Here’s a quick rundown of our improvements for 2015:
• Comanagement Q+A by Dr. Paul Ajamian is now Clinical Quandaries, with an emphasis that better reflects the primary care role that optometrists now embrace.
• Coding Abstract by Dr. John Rumpakis has been retooled as Coding Connection. Dr. Rumpakis will still bring you all the latest coding and billing updates, but with an even greater connection to the clinical presentations you see every day. He’ll also present coding sidebars in several key feature articles throughout the year.
• Ocular Surface Review is a brand new column by Paul Karpecki, OD, that addresses perhaps the #1 cause of clinical office visits in optometry—and one of the toughest to get under control.
• Neuro Clinic, another all-new column, will help you take care of those tricky, intimidating neuro cases yourself instead of referring them out. Drs. Michael Trottini and Michael DelGiodice kick it off this month with a terrific feature, “I ntro to Neuro.” Their bimonthly column starts in March.
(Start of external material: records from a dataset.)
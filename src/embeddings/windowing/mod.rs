
use serde::{Deserialize, Serialize};
use tracing::debug;

use crate::embeddings::EmbeddingError;

/// Tokens per window used by the relevance engine
pub const DEFAULT_WINDOW_SIZE: usize = 512;
/// Tokens shared by consecutive windows
pub const DEFAULT_WINDOW_OVERLAP: usize = 128;
/// A trailing slice shorter than this fraction of the window size is dropped
const MIN_TRAILING_WINDOW_FRACTION: f64 = 0.25;

/// A contiguous span of tokens taken from a document
#[derive(Debug, Clone, PartialEq, Eq)]
pub struct TextWindow {
    /// The space-joined tokens of this window
    pub text: String,
    /// Index of the first token in the tokenized document
    pub start_index: usize,
    /// One past the index of the last token
    pub end_index: usize,
}

impl TextWindow {
    #[inline]
    pub fn token_count(&self) -> usize {
        self.end_index - self.start_index
    }
}

/// Window sizing used when splitting documents
#[derive(Debug, Clone, Copy, PartialEq, Eq, Serialize, Deserialize)]
#[serde(default)]
pub struct WindowingConfig {
    pub window_size: usize,
    pub overlap: usize,
}

impl Default for WindowingConfig {
    #[inline]
    fn default() -> Self {
        Self {
            window_size: DEFAULT_WINDOW_SIZE,
            overlap: DEFAULT_WINDOW_OVERLAP,
        }
    }
}

impl WindowingConfig {
    /// Distance between the starts of consecutive windows.
    ///
    /// Fails for a zero window size or an overlap that is not smaller than it.
    #[inline]
    pub fn stride(&self) -> Result<usize, EmbeddingError> {
        if self.window_size == 0 || self.overlap >= self.window_size {
            return Err(EmbeddingError::InvalidWindowConfig {
                window_size: self.window_size,
                overlap: self.overlap,
            });
        }
        Ok(self.window_size - self.overlap)
    }
}

/// Lower-case `text` and split it on whitespace runs
#[inline]
pub fn tokenize(text: &str) -> Vec<String> {
    text.to_lowercase()
        .split_whitespace()
        .map(str::to_string)
        .collect()
}

/// Split `text` into overlapping windows of at most `window_size` tokens.
///
/// Text that fits in one window yields exactly one window; text with no
/// tokens yields none.
#[inline]
pub fn create_sliding_windows(
    text: &str,
    window_size: usize,
    overlap: usize,
) -> Result<Vec<TextWindow>, EmbeddingError> {
    let stride = WindowingConfig {
        window_size,
        overlap,
    }
    .stride()?;

    let tokens = tokenize(text);
    if tokens.is_empty() {
        return Ok(Vec::new());
    }

    if tokens.len() <= window_size {
        return Ok(vec![TextWindow {
            text: tokens.join(" "),
            start_index: 0,
            end_index: tokens.len(),
        }]);
    }

    let min_trailing = window_size as f64 * MIN_TRAILING_WINDOW_FRACTION;
    let mut windows = Vec::new();
    let mut start = 0;

    while start < tokens.len() {
        let end = (start + window_size).min(tokens.len());
        let slice = &tokens[start..end];

        if !windows.is_empty() && (slice.len() as f64) < min_trailing {
            break;
        }

        windows.push(TextWindow {
            text: slice.join(" "),
            start_index: start,
            end_index: end,
        });

        if end == tokens.len() {
            break;
        }
        start += stride;
    }

    debug!(
        "Split {} tokens into {} windows (size {}, overlap {})",
        tokens.len(),
        windows.len(),
        window_size,
        overlap
    );

    Ok(windows)
}
// Configuration management: TOML settings and the interactive setup wizard

pub mod interactive;
pub mod settings;


pub use interactive::{run_interactive_config, show_config};
pub use settings::{
    BackendConfig, BackendKind, CONFIG_DIR_ENV, Config, ConfigError, HashingConfig,
    KeywordsConfig, OllamaConfig, ServerConfig,
};

/// Get the configuration directory path
#[inline]
pub fn get_config_dir() -> Result<std::path::PathBuf, ConfigError> {
    Config::config_dir()
}
//! Multi-window similarity aggregation
//!
//! Each window is embedded and scored against the cached keyword vectors.
//! Per-window scores are pooled with a descending 75th-percentile so one
//! off-topic sidebar neither blocks nor rescues a whole page.

use itertools::Itertools;
use tracing::debug;

use crate::embeddings::{
    EmbeddingError, EmbeddingProvider, EmbeddingVector, TextWindow, cosine_similarity,
};

/// Blocked score of the current window that stops processing early
pub const EARLY_EXIT_THRESHOLD: f32 = 0.85;
/// Fraction of the descending-sorted scores skipped before picking the pooled one
pub const POOLING_PERCENTILE: f64 = 0.25;

#[derive(Debug, Clone, Copy, PartialEq)]
pub struct AggregatedScores {
    pub blocked: f32,
    pub allowed: f32,
    pub windows_processed: usize,
    pub windows_total: usize,
}

impl AggregatedScores {
    #[inline]
    pub fn exited_early(&self) -> bool {
        self.windows_processed < self.windows_total
    }
}

/// Score `windows` in order against both keyword sets.
///
/// Processing stops once at least half the windows are done and the window
/// just scored is strongly blocked. A window embedding to the zero vector
/// scores 0 on both sides; any other embedding failure aborts the whole
/// aggregation.
#[inline]
pub async fn aggregate(
    provider: &EmbeddingProvider,
    windows: &[TextWindow],
    blocked_keywords: &[EmbeddingVector],
    allowed_keywords: &[EmbeddingVector],
) -> Result<AggregatedScores, EmbeddingError> {
    let windows_total = windows.len();
    let early_exit_after = windows_total.div_ceil(2);

    let mut blocked_scores = Vec::with_capacity(windows_total);
    let mut allowed_scores = Vec::with_capacity(windows_total);

    for window in windows {
        let (blocked, allowed) = match provider.compute_embedding(&window.text).await {
            Ok(embedding) => (
                max_similarity(&embedding, blocked_keywords)?,
                max_similarity(&embedding, allowed_keywords)?,
            ),
            // Nothing embeddable in the window, e.g. a separator row
            Err(EmbeddingError::ZeroVector) => (0.0, 0.0),
            Err(e) => return Err(e),
        };
        blocked_scores.push(blocked);
        allowed_scores.push(allowed);

        debug!(
            "Window [{}, {}): blocked {:.3}, allowed {:.3}",
            window.start_index, window.end_index, blocked, allowed
        );

        if blocked_scores.len() >= early_exit_after && blocked > EARLY_EXIT_THRESHOLD {
            debug!(
                "Early exit after {}/{} windows (blocked {:.3})",
                blocked_scores.len(),
                windows_total,
                blocked
            );
            break;
        }
    }

    Ok(AggregatedScores {
        blocked: pool_scores(&blocked_scores),
        allowed: pool_scores(&allowed_scores),
        windows_processed: blocked_scores.len(),
        windows_total,
    })
}

/// Best match of `embedding` among `keywords`, 0 when there are none
fn max_similarity(
    embedding: &EmbeddingVector,
    keywords: &[EmbeddingVector],
) -> Result<f32, EmbeddingError> {
    keywords.iter().try_fold(0.0_f32, |best, keyword| {
        cosine_similarity(embedding.as_slice(), keyword.as_slice()).map(|score| best.max(score))
    })
}

/// Pick the score at index `floor(len * 0.25)` of the descending order.
///
/// Empty input pools to 0; a single score is returned unchanged.
#[inline]
pub fn pool_scores(scores: &[f32]) -> f32 {
    let sorted = scores
        .iter()
        .copied()
        .sorted_by(|a, b| b.total_cmp(a))
        .collect_vec();

    let index = (sorted.len() as f64 * POOLING_PERCENTILE).floor() as usize;

    sorted.get(index).copied().unwrap_or(0.0)
}
//! Append-only keyword embedding cache

use std::collections::HashMap;
use std::sync::{Arc, Mutex, MutexGuard, PoisonError};

use futures::future::join_all;
use tokio::sync::OnceCell;
use tracing::{debug, warn};

use crate::embeddings::{EmbeddingProvider, EmbeddingVector};

type Slot = Arc<OnceCell<EmbeddingVector>>;

/// Keyword to embedding map. Entries are written once and never evicted.
#[derive(Debug, Default)]
pub struct KeywordEmbeddingCache {
    slots: Mutex<HashMap<String, Slot>>,
}

impl KeywordEmbeddingCache {
    #[inline]
    pub fn new() -> Self {
        Self::default()
    }

    fn lock_slots(&self) -> MutexGuard<'_, HashMap<String, Slot>> {
        self.slots.lock().unwrap_or_else(PoisonError::into_inner)
    }

    fn slot(&self, keyword: &str) -> Slot {
        Arc::clone(self.lock_slots().entry(keyword.to_string()).or_default())
    }

    /// Embed every keyword not cached yet.
    ///
    /// Does nothing unless `provider` is ready. Keywords that fail to embed
    /// are logged and left out so a later call retries them. Concurrent
    /// callers asking for the same keyword share one computation.
    #[inline]
    pub async fn precompute<S: AsRef<str>>(&self, provider: &EmbeddingProvider, keywords: &[S]) {
        if !provider.is_ready() {
            debug!("Skipping keyword precompute, provider is not ready");
            return;
        }

        let pending = keywords
            .iter()
            .map(AsRef::as_ref)
            .filter(|keyword| !self.contains(keyword))
            .map(|keyword| {
                let slot = self.slot(keyword);
                async move {
                    let result = slot
                        .get_or_try_init(|| provider.compute_embedding(keyword))
                        .await;
                    if let Err(e) = result {
                        warn!("Failed to embed keyword '{}': {}", keyword, e);
                    }
                }
            });

        join_all(pending).await;
    }

    #[inline]
    pub fn contains(&self, keyword: &str) -> bool {
        self.lock_slots()
            .get(keyword)
            .is_some_and(|slot| slot.initialized())
    }

    #[inline]
    pub fn get(&self, keyword: &str) -> Option<EmbeddingVector> {
        self.lock_slots()
            .get(keyword)
            .and_then(|slot| slot.get().cloned())
    }

    /// Embeddings of the cached keywords among `keywords`, in order
    #[inline]
    pub fn lookup<S: AsRef<str>>(&self, keywords: &[S]) -> Vec<EmbeddingVector> {
        let slots = self.lock_slots();
        keywords
            .iter()
            .filter_map(|keyword| slots.get(keyword.as_ref()))
            .filter_map(|slot| slot.get().cloned())
            .collect()
    }

    /// Number of keywords with a stored embedding
    #[inline]
    pub fn len(&self) -> usize {
        self.lock_slots()
            .values()
            .filter(|slot| slot.initialized())
            .count()
    }

    #[inline]
    pub fn is_empty(&self) -> bool {
        self.len() == 0
    }
}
• Focus on Refraction is another new column that will appear every other month, beginning in February. Penned by Drs. Marc Taub and Paul Harris, this column brings you back to optometry’s roots—refraction and optics—by challenging you with engaging, real-life cases of patients who just won’t refract by the book.
• Urgent Care, by Richard Mangan, OD, will give detailed advice on ocular emergencies from chemical burns to penetrating wounds to retinal detachments. It too debuts in February and runs bimonthly.
• Research Review—online! This has always delivered the most up-to-date analysis of ocular research and how it affects patient care. Now it will be exclusively online, so you won’t have to wait for your monthly issue to keep current on timely news.
• This issue also kicks off a new six-part series, Essential Procedures at the Slit Lamp that presents step-by-step instructions, photos and video to guide you through the most asked-about new optometric procedures like amniotic membranes and even YAG capsulotomy.
It’s all a bit ambitious, sure, but whenever you’re asked to do more, Review will be there to help.